Dataset entries
_____
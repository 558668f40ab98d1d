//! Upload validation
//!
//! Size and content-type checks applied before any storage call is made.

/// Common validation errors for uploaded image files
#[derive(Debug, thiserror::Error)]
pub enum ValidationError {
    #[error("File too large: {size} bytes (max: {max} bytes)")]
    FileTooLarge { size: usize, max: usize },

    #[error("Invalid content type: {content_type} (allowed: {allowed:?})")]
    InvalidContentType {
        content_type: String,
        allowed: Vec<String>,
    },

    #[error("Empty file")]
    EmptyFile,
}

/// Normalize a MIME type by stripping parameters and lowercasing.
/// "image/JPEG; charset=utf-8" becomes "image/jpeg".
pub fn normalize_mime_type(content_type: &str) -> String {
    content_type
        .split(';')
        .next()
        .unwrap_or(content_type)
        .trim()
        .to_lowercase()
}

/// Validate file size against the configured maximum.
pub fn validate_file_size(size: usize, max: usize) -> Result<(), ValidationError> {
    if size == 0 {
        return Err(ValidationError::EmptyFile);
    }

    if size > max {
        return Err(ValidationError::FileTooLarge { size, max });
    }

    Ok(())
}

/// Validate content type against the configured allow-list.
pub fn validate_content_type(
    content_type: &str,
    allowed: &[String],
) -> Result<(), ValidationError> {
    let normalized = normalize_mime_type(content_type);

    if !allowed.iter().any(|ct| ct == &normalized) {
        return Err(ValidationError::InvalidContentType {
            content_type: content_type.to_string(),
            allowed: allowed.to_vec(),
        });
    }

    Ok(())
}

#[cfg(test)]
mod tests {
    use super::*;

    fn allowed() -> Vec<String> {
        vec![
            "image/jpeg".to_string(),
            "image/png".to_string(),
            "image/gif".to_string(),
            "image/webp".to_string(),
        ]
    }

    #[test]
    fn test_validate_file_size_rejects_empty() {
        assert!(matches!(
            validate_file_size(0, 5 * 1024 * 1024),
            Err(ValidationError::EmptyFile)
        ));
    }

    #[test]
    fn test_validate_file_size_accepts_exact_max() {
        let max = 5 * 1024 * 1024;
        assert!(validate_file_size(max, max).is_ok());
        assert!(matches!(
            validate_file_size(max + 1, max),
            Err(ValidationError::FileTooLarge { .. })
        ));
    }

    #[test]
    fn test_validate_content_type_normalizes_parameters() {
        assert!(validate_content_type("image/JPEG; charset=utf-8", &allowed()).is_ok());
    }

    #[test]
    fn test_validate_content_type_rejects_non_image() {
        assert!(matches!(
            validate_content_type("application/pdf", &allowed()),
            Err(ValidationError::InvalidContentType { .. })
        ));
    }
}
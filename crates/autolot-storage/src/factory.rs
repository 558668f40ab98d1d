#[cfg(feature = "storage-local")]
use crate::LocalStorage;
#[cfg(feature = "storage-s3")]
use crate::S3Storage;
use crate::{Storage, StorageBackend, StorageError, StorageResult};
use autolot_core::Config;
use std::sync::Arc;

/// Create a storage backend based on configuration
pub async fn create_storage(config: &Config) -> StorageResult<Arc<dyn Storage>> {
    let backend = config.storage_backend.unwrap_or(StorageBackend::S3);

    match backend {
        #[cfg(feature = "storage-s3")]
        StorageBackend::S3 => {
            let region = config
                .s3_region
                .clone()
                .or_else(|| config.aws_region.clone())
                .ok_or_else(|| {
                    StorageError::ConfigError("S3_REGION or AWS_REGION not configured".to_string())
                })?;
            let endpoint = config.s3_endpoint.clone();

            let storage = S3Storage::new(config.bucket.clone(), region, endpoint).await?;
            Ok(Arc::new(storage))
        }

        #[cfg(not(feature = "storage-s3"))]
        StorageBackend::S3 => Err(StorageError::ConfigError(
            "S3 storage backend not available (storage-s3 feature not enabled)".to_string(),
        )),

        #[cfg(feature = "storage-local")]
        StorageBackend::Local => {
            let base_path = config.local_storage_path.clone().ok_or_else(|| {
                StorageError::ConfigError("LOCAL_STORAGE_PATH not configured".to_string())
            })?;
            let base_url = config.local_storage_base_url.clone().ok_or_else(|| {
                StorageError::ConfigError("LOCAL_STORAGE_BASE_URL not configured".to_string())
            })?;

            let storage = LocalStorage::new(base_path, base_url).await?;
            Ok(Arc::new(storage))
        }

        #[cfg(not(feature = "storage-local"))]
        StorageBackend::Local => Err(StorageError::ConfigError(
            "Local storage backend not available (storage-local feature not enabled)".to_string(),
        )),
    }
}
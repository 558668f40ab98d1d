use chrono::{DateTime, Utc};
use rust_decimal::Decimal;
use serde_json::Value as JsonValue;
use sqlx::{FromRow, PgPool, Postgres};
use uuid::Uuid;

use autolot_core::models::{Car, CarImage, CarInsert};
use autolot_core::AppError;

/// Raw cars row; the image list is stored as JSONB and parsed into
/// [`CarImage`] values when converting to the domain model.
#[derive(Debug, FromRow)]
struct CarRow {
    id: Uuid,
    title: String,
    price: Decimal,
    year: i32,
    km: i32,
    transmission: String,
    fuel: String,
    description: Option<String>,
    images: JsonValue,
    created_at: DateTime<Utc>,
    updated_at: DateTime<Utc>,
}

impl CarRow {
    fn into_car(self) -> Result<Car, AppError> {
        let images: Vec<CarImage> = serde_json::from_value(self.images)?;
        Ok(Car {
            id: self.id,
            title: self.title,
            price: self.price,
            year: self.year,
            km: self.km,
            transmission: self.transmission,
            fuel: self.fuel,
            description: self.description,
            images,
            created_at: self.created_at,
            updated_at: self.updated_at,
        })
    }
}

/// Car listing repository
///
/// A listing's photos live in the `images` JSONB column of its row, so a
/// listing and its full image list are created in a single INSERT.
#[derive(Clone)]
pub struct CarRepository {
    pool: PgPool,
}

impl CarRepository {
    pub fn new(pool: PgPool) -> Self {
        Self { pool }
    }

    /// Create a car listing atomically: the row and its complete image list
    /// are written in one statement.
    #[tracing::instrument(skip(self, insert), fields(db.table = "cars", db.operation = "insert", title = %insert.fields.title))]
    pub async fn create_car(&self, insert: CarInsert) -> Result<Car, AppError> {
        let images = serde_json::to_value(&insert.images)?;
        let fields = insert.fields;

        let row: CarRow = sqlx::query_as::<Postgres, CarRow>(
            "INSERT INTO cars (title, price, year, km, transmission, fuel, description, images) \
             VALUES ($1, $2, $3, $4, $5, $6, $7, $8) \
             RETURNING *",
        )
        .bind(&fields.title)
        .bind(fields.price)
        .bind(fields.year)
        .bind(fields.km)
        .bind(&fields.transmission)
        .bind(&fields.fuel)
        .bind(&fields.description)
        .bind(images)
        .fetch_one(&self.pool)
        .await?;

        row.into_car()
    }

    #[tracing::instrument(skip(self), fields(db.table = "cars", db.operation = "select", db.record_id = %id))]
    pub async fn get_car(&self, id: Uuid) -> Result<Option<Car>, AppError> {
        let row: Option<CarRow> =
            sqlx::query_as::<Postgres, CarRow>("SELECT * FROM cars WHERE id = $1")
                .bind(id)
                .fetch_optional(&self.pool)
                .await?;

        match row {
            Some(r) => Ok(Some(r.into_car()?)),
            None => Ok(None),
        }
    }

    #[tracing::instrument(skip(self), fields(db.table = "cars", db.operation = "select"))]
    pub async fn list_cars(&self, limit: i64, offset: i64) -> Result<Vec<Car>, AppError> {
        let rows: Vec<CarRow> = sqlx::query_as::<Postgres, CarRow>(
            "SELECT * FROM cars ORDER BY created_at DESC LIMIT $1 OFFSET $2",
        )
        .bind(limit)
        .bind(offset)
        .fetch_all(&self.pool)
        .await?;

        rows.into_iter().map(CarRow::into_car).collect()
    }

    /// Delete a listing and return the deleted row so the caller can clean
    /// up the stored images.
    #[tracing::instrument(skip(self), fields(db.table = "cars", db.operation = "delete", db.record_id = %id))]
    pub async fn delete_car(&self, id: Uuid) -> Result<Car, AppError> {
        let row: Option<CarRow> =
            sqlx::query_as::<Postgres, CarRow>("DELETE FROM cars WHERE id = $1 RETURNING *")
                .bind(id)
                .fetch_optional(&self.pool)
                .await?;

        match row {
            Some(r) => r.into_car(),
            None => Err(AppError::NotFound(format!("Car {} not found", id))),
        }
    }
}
_____
#### The task:
Each line above with the word "fuel" must be returned.

#### Problem solution:
    fuel: String,
            fuel: self.fuel,
            "INSERT INTO cars (title, price, year, km, transmission, fuel, description, images) \
        .bind(&fields.fuel)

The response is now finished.